→ **Exercise inputs**:
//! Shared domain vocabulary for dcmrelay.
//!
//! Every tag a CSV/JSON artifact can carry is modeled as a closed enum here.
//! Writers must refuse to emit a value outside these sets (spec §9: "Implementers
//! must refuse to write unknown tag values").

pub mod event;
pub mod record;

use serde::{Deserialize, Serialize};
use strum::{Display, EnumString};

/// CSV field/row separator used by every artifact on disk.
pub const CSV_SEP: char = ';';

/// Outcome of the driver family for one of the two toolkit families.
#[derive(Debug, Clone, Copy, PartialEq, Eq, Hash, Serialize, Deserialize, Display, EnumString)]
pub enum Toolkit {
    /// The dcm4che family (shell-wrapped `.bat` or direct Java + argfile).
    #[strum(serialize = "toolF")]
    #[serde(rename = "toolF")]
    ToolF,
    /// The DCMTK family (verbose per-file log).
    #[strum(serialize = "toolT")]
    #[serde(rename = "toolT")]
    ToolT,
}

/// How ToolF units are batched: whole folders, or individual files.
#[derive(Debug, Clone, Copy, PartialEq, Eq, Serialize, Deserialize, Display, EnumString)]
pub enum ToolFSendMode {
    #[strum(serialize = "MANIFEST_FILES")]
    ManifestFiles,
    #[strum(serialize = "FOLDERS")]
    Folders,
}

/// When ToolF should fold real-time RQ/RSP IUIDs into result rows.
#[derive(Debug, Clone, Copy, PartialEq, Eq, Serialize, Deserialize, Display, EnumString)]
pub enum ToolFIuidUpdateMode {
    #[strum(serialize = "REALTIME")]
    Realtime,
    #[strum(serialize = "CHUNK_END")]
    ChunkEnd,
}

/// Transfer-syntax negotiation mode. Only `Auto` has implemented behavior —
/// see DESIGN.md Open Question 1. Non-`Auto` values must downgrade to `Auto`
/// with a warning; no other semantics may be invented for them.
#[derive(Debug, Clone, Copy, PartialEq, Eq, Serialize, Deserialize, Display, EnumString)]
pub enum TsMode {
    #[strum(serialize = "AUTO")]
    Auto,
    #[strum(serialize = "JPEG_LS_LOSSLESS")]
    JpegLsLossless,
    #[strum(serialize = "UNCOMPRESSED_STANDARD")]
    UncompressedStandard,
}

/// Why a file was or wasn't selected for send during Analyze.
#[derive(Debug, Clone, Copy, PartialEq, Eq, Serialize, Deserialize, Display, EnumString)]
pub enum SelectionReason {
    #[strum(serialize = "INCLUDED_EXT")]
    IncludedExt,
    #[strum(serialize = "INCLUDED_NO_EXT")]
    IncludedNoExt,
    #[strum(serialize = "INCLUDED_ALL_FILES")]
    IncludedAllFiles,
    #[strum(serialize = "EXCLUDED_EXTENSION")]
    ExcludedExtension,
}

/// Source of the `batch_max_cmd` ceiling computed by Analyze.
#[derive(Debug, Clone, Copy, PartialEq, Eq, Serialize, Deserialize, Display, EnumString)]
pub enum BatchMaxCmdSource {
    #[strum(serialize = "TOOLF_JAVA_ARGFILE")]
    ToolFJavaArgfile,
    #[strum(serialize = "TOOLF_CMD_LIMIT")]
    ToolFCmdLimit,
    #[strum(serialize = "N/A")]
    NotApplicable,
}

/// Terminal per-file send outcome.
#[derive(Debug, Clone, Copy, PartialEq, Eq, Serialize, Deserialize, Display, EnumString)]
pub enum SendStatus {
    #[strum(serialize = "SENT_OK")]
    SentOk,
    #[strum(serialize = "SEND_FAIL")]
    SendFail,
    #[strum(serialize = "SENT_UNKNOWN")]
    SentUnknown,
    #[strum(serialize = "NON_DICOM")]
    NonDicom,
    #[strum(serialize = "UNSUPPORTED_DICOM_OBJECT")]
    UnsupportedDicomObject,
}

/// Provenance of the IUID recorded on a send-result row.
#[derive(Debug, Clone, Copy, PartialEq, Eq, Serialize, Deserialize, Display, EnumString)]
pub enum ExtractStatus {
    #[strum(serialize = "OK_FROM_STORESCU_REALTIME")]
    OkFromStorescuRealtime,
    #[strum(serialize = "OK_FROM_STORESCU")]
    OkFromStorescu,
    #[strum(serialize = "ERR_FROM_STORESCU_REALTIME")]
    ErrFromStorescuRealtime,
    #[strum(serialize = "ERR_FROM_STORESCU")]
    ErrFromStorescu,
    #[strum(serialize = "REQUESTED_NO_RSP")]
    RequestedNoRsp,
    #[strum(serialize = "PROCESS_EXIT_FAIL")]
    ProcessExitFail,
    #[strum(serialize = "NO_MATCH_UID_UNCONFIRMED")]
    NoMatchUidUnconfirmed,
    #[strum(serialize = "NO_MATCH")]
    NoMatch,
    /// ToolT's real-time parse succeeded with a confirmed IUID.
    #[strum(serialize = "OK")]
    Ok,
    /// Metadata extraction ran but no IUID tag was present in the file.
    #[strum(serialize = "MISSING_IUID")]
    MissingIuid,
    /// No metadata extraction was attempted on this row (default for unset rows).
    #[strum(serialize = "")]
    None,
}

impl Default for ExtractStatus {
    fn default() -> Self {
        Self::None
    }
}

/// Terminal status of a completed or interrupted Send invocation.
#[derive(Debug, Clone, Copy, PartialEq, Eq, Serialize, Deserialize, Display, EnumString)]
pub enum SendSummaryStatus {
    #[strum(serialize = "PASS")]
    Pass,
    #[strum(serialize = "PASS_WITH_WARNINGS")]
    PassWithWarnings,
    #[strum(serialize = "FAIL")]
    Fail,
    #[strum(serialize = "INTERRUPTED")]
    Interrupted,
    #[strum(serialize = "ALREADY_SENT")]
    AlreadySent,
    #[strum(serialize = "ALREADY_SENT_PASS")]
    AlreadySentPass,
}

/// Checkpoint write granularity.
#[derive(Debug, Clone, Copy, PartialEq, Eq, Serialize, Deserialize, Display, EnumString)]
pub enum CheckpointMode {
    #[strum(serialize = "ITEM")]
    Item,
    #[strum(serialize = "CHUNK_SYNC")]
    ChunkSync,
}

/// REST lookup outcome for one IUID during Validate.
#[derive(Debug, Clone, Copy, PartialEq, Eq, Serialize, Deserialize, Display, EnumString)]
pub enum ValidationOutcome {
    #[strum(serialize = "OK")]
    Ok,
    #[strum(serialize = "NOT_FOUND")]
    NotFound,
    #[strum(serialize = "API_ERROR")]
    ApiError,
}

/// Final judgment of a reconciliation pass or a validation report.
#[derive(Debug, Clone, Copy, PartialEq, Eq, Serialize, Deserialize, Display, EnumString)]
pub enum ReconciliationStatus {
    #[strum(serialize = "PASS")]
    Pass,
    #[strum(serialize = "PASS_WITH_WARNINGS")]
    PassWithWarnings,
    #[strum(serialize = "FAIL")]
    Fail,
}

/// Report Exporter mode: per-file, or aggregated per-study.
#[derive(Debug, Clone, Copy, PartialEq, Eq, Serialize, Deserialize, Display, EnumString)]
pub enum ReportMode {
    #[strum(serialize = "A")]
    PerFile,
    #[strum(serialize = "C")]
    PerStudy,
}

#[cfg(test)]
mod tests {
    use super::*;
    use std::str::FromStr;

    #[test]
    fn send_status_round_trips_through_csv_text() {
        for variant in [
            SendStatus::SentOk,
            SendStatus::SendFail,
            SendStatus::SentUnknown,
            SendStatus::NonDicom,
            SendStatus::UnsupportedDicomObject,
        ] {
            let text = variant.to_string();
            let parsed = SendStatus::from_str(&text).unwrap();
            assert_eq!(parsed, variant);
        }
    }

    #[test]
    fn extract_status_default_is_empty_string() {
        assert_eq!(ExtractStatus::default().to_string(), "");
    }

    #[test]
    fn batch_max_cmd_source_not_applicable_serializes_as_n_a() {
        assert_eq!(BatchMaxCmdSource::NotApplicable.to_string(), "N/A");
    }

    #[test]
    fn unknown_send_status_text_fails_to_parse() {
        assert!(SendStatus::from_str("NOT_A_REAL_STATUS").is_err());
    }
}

---

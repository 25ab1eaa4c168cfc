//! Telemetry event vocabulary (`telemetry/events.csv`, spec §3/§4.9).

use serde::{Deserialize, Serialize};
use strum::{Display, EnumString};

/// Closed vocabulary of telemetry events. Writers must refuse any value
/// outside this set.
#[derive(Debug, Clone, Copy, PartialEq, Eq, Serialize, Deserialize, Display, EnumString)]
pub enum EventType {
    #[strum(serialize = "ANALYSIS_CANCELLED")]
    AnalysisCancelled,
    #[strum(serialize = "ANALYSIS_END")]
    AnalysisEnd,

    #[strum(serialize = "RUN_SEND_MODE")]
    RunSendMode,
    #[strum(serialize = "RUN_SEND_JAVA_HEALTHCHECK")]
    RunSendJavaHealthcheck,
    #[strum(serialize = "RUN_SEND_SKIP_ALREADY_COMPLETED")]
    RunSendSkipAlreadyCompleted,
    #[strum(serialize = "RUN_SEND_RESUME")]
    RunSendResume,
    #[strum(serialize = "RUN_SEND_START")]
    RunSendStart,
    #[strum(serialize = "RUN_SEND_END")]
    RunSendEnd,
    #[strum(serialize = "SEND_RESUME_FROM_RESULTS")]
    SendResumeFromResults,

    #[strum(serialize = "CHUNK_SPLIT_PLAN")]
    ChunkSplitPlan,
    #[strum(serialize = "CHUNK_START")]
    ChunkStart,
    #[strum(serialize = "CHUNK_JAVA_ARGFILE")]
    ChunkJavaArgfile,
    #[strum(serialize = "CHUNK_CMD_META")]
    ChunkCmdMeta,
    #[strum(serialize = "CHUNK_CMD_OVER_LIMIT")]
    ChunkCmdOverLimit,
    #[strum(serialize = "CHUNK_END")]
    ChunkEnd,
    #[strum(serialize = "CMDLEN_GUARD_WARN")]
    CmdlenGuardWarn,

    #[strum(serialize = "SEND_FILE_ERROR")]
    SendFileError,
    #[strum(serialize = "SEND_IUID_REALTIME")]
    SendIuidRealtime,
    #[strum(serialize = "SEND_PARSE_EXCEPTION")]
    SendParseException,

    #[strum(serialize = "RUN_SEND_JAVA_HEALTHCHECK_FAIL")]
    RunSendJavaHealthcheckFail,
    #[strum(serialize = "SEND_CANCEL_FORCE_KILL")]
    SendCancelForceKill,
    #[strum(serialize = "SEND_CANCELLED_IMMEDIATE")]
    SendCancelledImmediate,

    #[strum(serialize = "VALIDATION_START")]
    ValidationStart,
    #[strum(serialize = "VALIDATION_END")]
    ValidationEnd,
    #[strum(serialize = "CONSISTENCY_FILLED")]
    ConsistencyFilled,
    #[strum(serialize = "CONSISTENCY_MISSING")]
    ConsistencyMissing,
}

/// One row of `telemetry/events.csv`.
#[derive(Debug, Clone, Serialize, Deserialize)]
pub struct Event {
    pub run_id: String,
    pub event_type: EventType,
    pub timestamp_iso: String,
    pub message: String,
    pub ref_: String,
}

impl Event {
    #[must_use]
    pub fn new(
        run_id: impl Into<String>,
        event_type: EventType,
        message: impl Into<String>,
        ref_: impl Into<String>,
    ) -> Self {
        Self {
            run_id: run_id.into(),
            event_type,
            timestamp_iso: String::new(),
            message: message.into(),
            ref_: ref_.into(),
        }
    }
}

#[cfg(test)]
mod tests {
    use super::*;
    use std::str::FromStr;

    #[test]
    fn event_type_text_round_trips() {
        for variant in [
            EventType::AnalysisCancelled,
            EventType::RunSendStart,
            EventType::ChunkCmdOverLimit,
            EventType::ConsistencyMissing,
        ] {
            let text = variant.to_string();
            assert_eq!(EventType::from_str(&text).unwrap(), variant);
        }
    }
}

---

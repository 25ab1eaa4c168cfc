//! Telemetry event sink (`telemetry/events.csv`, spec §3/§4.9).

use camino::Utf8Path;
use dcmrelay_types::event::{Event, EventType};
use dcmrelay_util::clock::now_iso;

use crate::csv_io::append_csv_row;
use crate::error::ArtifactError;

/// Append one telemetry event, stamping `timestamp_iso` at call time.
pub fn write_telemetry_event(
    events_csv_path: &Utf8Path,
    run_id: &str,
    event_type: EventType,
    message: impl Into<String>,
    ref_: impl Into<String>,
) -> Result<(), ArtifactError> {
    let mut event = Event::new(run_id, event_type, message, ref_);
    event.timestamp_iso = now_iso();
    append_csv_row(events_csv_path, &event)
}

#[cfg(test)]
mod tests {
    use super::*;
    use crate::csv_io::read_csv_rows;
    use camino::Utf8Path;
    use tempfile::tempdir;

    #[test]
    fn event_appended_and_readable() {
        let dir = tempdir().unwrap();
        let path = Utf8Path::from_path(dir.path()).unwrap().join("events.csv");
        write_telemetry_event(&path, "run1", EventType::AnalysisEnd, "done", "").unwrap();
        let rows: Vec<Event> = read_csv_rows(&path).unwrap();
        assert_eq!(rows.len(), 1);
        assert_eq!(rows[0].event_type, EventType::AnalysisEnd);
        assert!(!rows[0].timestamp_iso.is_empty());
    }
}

→ **Task directions**: Reply with nothing but the number of lines in the data above that contain "camino".

→ **The answer**: 2